Autologous mononuclear cells from different sources are seen to improve wound healing in patients with haematological malignancies
- Author:
Wan Fariza Wan Jamaludin
1
;
Farina Mohamad YUSOFF
;
Nor Azimah ISMAIL
;
Mohd Razif Mohd Idris
;
Sivakumar PALANIAPPAN
;
Christopher Ng Kee Kiat
;
Noraimy ABDULLAH
;
Seery Zaliza Azura Zaider
;
S. Fadilah S. Abdul Wahid
Author Information
1. Cell Therapy Centre, Universiti Kebangsaan Malaysia Medical Centre, Jalan Yaacob Latif, 56000 Kuala Lumpur, Malaysia
- Publication Type:Case Report
- Keywords:
Mononuclear cells;
autologous;
cell therapy;
wound healing;
haematological malignancies
- From:The Malaysian Journal of Pathology
2018;40(1):61-67
- CountryMalaysia
- Language:English
-
Abstract:
Introduction: Immunosuppressive state due to haematological malignancies and chemotherapy may cause disruption to wound healing despite optimum conventional treatment and standard wound dressing. Non-healing wounds are predisposed to infection whereas chemotherapy dose reductions or interruptions are associated with poor survival. Background: Mononuclear cells contain progenitor cells including haematopoietic and mesenchymal stem cells, endothelial progenitor cells and fibroblasts which facilitate wound healing through cytokines, growth factor secretions, cell-cell interactions and provision of extracellular matrix scaffolding. Clinical applications of autologous mononuclear cells therapy in wound healing in non-malignant patients with critical limb ischaemia have been reported with remarkable outcome. Methods: We report three patients with haematological malignancies undergoing chemotherapy, who received autologous mononuclear cells implantation to treat non-healing wound after optimum conventional wound care. The sources of mononuclear cells (MNC) were from bone marrow (BM), peripheral blood (PB) and mobilised PB cells (mPB-MNC) using granulocyte colony stimulating factor (G-CSF).
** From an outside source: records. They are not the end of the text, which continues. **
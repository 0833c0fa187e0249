// Copyright 2021 Toolchain Labs, Inc. All rights reserved.
// Licensed under the Apache License, Version 2.0 (see LICENSE).

use std::io::{ErrorKind, SeekFrom};
use std::path::{Path, PathBuf};
use std::sync::atomic::{AtomicUsize, Ordering};
use std::sync::Arc;

use async_trait::async_trait;
use bytes::{Bytes, BytesMut};
use digest::Digest;
use tokio::fs::File;
use tokio::io::{AsyncReadExt, AsyncSeekExt, AsyncWriteExt};

use super::Instance;
use crate::driver::{
    BoxReadStream, DriverState, StorageError, StreamingWriteError, WriteAttemptOps,
};

/// Represents an attempt to write content to the BlobStorage. Content is written to a temporary
/// file which is then renamed to the final name upon `commit`.
#[derive(Debug)]
pub struct WriteAttempt {
    file: File,
    digest: Digest,
    tmp_path: PathBuf,
    final_path: PathBuf,
}

#[async_trait]
impl WriteAttemptOps for WriteAttempt {
    async fn write(&mut self, batch: Bytes) -> Result<(), StreamingWriteError> {
        // TODO: Consider periodically checking whether another writer has finished writing the
        // file, and exiting with `StreamingWriteError::AlreadyExists` if so.
        self.file
            .write_all(&batch)
            .await
            .map_err(|err| format!("error while writing digest {:?}: {}", self.digest, err))?;
        Ok(())
    }

    async fn commit(mut self: Box<Self>) -> Result<(), StreamingWriteError> {
        // Close the temp file.
        self.file
            .shutdown()
            .await
            .map_err(|err| format!("error while writing digest {:?}: {}", self.digest, err))?;

        // Rename the temporary file to the final path. This will make the digest visible to
        // readers. It is okay to overwrite the final path. For CAS, all such content should have
        // the same content. For AC, it means that a different ActionResult will take
        // precedence.
        let rename_result = tokio::fs::rename(&self.tmp_path, &self.final_path).await;
        match rename_result {
            Ok(_) => (),
            Err(err) => match err.kind() {
                // Ignore errors where the final path already exists. This means that we raced
                // against another writer which is fine given the file should be complete in and
                // of itself.
                ErrorKind::AlreadyExists => (),

                // Otherwise return an error.
                _ => {
                    return Err(StorageError::Internal(format!(
                        "error while writing digest {:?}: {}",
                        self.digest, err
                    ))
                    .into())
                }
            },
        }

        Ok(())
    }
}

impl Drop for WriteAttempt {
    fn drop(&mut self) {
        let path = self.tmp_path.clone();
        let f = tokio::spawn(tokio::fs::remove_file(path));
        std::mem::drop(f);
    }
}

struct Inner {
    /// Path to where blobs are stored.
    instances_path: PathBuf,

    /// Path to temporary directory where writes are stored.
    tmp_blobs_path: PathBuf,

    /// Sequence number added to temporary filenames for writes.
    blob_sequence: AtomicUsize,
}

impl Inner {
    /// Compute the path in the filesystem where the content for `digest` is or will be stored.
    /// The path uses a three-level directory structure based on a prefix of the digest in order
    /// to reduce the potential number of files per directory (for filesystems that have issues
    /// with large numbers of files in a directory).
    fn path_for_digest(&self, digest: Digest, instance: &Instance) -> PathBuf {
        let hex_hash = digest.hex();
        let mut blobs_path = self.instances_path.clone();
        blobs_path.push(&instance.name);
        blobs_path.push("blobs");
        blobs_path.push(&hex_hash[0..2]);
        blobs_path.push(&hex_hash[2..4]);
        blobs_path.push(&hex_hash[4..6]);
        blobs_path.push(format!("{}-{}.bin", hex_hash, digest.size_bytes));
        blobs_path
    }

    /// Checks whether a blob is missing. If so, returns the Digest (which helps to make
    /// `find_missing_blobs` easier to implement). If not, returns None.
    async fn blob_exists(&self, digest: Digest, instance: &Instance) -> bool {
        let path = self.path_for_digest(digest, instance);
        // Note: We treat all errors as a missing digest, not just "file not found."
        tokio::fs::metadata(path).await.is_ok()
    }

    /// Checks whether a blob is missing. If so, returns the Digest (which helps to make
    /// `find_missing_blobs` easier to implement). If not, returns None.
    async fn check_blob_missing(&self, digest: Digest, instance: &Instance) -> Option<Digest> {
        if self.blob_exists(digest, instance).await {
            None
        } else {
            Some(digest)
        }
    }
}

/// A `BlobStorage` implementation that stores blob content in files in the filesystem. The files
/// are stored in a three-level directory structure under the base path. Assuming a digest is of
/// the form XXYYZZ....., the path is: {base_path}/blobs/XX/YY/ZZ/{XXYYZZdigest}-{size}.bin
pub struct FileBackedStorage {
    inner: Arc<Inner>,
}

#[async_trait]
impl super::BlobStorage for FileBackedStorage {
    async fn find_missing_blobs(
        &self,
        instance: Instance,
        digests: Vec<Digest>,
        _state: DriverState,
    ) -> Result<Vec<Digest>, StorageError> {
        let mut missing_digests_futures = Vec::new();
        for digest in digests.into_iter() {
            if digest == Digest::EMPTY {
                continue;
            }
            missing_digests_futures.push(self.inner.check_blob_missing(digest, &instance));
        }

        let missing_digests = futures::future::join_all(missing_digests_futures)
            .await
            .into_iter()
            .flatten()
            .collect();

        Ok(missing_digests)
    }

    async fn read_blob(
        &self,
        instance: Instance,
        digest: Digest,
        max_batch_size: usize,
        read_offset: Option<usize>,
        read_limit: Option<usize>,
        _state: DriverState,
    ) -> Result<Option<BoxReadStream>, StorageError> {
        let blob_path = self.inner.path_for_digest(digest, &instance);

        let mut blob_file = match tokio::fs::File::open(blob_path).await {
            Ok(f) => f,
            Err(err) if err.kind() == std::io::ErrorKind::NotFound => return Ok(None),
            Err(err) => {
                return Err(format!("error while accessing digest {digest:?}: {err}").into())
            }
        };

        let blob_metadata = blob_file
            .metadata()
            .await
            .map_err(|err| format!("error while accessing digest {digest:?}: {err}"))?;

        let max_read_limit = if let Some(offset) = read_offset {
            blob_file
                .seek(SeekFrom::Start(offset as u64))
                .await
                .map_err(|err| format!("error while seeking in digest {digest:?}: {err}"))?;
            blob_metadata.len() as usize - offset
        } else {
            blob_metadata.len() as usize
        };

        let mut amount_to_read = match read_limit {
            Some(limit) => limit.min(max_read_limit),
            None => max_read_limit,
        };

        let stream = async_stream::stream! {
          while amount_to_read > 0 {
            let chunk_amount_read = max_batch_size.min(amount_to_read);
            let mut buffer = BytesMut::zeroed(chunk_amount_read);
            blob_file.read_exact(&mut buffer).await.map_err(|e| {
              StorageError::Unavailable(e.to_string())
            })?;
            yield Ok(buffer.freeze());
            amount_to_read -= chunk_amount_read;
          }
        };

        Ok(Some(Box::pin(stream)))
    }

    async fn begin_write_blob(
        &self,
        instance: Instance,
        digest: Digest,
        _state: DriverState,
    ) -> Result<Box<dyn WriteAttemptOps + Send + Sync + 'static>, StreamingWriteError> {
        metrics::counter!("toolchain_storage_blobs_written_total", 1, "driver" => "file");

        if self.inner.blob_exists(digest, &instance).await {
            return Err(StreamingWriteError::AlreadyExists);
        }

        let blob_path = self.inner.path_for_digest(digest, &instance);

        let blob_directory_path = blob_path.parent().map(|p| p.to_path_buf()).ok_or_else(|| {
            StorageError::Internal("No parent directory for blob path.".to_string())
        })?;

        tokio::fs::create_dir_all(&blob_directory_path)
            .await
            .map_err(|err| format!("failed to create directory: {blob_directory_path:?}: {err}"))?;

        let sequence = self.inner.blob_sequence.fetch_add(1, Ordering::SeqCst);
        let blob_tmp_path = self.inner.tmp_blobs_path.with_file_name(format!(
            "{}-{}.seq{}",
            digest.hex(),
            digest.size_bytes,
            sequence,
        ));

        let blob_file = tokio::fs::File::create(&blob_tmp_path)
            .await
            .map_err(|err| format!("failed to create file: {blob_path:?}: {err}"))?;

        Ok(Box::new(WriteAttempt {
            file: blob_file,
            digest,
            tmp_path: blob_tmp_path,
            final_path: blob_path,
        }))
    }
}

impl FileBackedStorage {
    pub async fn new(
        base_path: impl AsRef<Path>,
        container_id: &str,
    ) -> Result<Self, StorageError> {
        let base_path = base_path.as_ref().join("v1").to_owned();

        let instances_path = base_path.join("instances");
        tokio::fs::create_dir_all(&instances_path)
            .await
            .map_err(|err| format!("failed to make directory: {instances_path:?}: {err}"))?;

        let tmp_blobs_path = base_path.join("tmp").join(container_id);
        tokio::fs::create_dir_all(&tmp_blobs_path)
            .await
            .map_err(|err| format!("failed to make directory: {tmp_blobs_path:?}: {err}"))?;

        Ok(FileBackedStorage {
            inner: Arc::new(Inner {
                instances_path,
                tmp_blobs_path,
                blob_sequence: AtomicUsize::new(0),
            }),
        })
    }
}

#[cfg(test)]
mod tests {
    use std::time::Duration;

    use bytes::Bytes;
    use tokio::time;

    use super::FileBackedStorage;
    use crate::bytes::consolidate_stream;
    use crate::driver::{BlobStorage, DriverState, Instance};
    use crate::testutil::TestData;

    #[tokio::test]
    async fn test_basic_read_write() {
        let base_path = tempfile::tempdir().unwrap();

        let mut storage = FileBackedStorage::new(base_path.path(), "test")
            .await
            .unwrap();
        let instance = Instance::from("main");
        storage.ensure_instance(&instance, DriverState::default());

        let content = TestData::from_static(b"foobar");

        let missing_blobs = storage
            .find_missing_blobs(
                instance.clone(),
                vec![content.digest],
                DriverState::default(),
            )
            .await
            .unwrap();
        assert_eq!(missing_blobs, vec![content.digest]);

        let mut attempt = storage
            .begin_write_blob(instance.clone(), content.digest, DriverState::default())
            .await
            .unwrap();
        attempt
            .write(content.bytes.slice(0..content.bytes.len() / 2))
            .await
            .unwrap();
        attempt
            .write(content.bytes.slice((content.bytes.len() / 2)..))
            .await
            .unwrap();
        attempt.commit().await.unwrap();

        let missing_blobs = storage
            .find_missing_blobs(
                instance.clone(),
                vec![content.digest],
                DriverState::default(),
            )
            .await
            .unwrap();
        assert!(missing_blobs.is_empty());

        let stream = storage
            .read_blob(
                instance.clone(),
                content.digest,
                3,
                None,
                None,
                DriverState::default(),
            )
            .await
            .unwrap()
            .unwrap();
        let actual_content = consolidate_stream(stream).await.unwrap();
        assert_eq!(actual_content, content.bytes);
    }

    #[tokio::test]
    async fn test_offset_and_limit() {
        let base_path = tempfile::tempdir().unwrap();

        let mut storage = FileBackedStorage::new(base_path.path(), "test")
            .await
            .unwrap();
        let instance = Instance::from("main");
        storage.ensure_instance(&instance, DriverState::default());

        let content = TestData::from_static(b"foobar");

        let mut attempt = storage
            .begin_write_blob(instance.clone(), content.digest, DriverState::default())
            .await
            .unwrap();
        attempt.write(content.bytes).await.unwrap();
        attempt.commit().await.unwrap();

        let stream = storage
            .read_blob(
                instance.clone(),
                content.digest,
                1,
                Some(3),
                Some(6),
                DriverState::default(),
            )
            .await
            .unwrap()
            .unwrap();
        let actual_content = consolidate_stream(stream).await.unwrap();
        assert_eq!(actual_content, Bytes::from_static(b"bar"));
    }

    #[tokio::test]
    async fn test_multiple_writers() {
        let base_path = tempfile::tempdir().unwrap();

        let mut storage = FileBackedStorage::new(base_path.path(), "test")
            .await
            .unwrap();
        let instance = Instance::from("main");
        storage.ensure_instance(&instance, DriverState::default());

        let content = TestData::from_static(b"foobar");

        let mut attempt1 = storage
            .begin_write_blob(instance.clone(), content.digest, DriverState::default())
            .await
            .unwrap();
        attempt1.write(content.bytes.clone()).await.unwrap();

        let mut attempt2 = storage
            .begin_write_blob(instance.clone(), content.digest, DriverState::default())
            .await
            .unwrap();
        attempt2.write(content.bytes).await.unwrap();

        attempt1.commit().await.expect("attempt1 succeeds");
        attempt2.commit().await.expect("attempt2 succeeds");

        // Wait for tmp file deletes to process. Tokio doesn't currently have a way to
        // wait for detached async tasks.
        time::sleep(Duration::from_secs(1)).await;

        // There should only be one file under the blobs directory.
        let entries = walkdir::WalkDir::new(&base_path)
            .into_iter()
            .filter_map(|e| e.ok())
            .filter(|e| e.file_type().is_file())
            .collect::<Vec<_>>();
        println!("{entries:?}");
        assert_eq!(entries.len(), 1, "There must only be one file.");
    }
}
The cells were directly implanted into wound and below epidermis. Wound sizes and adverse effects from implantation were assessed at regular intervals. Results: All patients achieved wound healing within three months following autologous mononuclear cells implantation. No implantation adverse effects were observed. Conclusions: Autologous mononuclear cells therapy is a feasible alternative to conventional wound care to promote complete healing in non-healing wounds compounded by morbid factors such as haematological malignancies, chemotherapy, diabetes mellitus (DM), infections and prolonged immobility.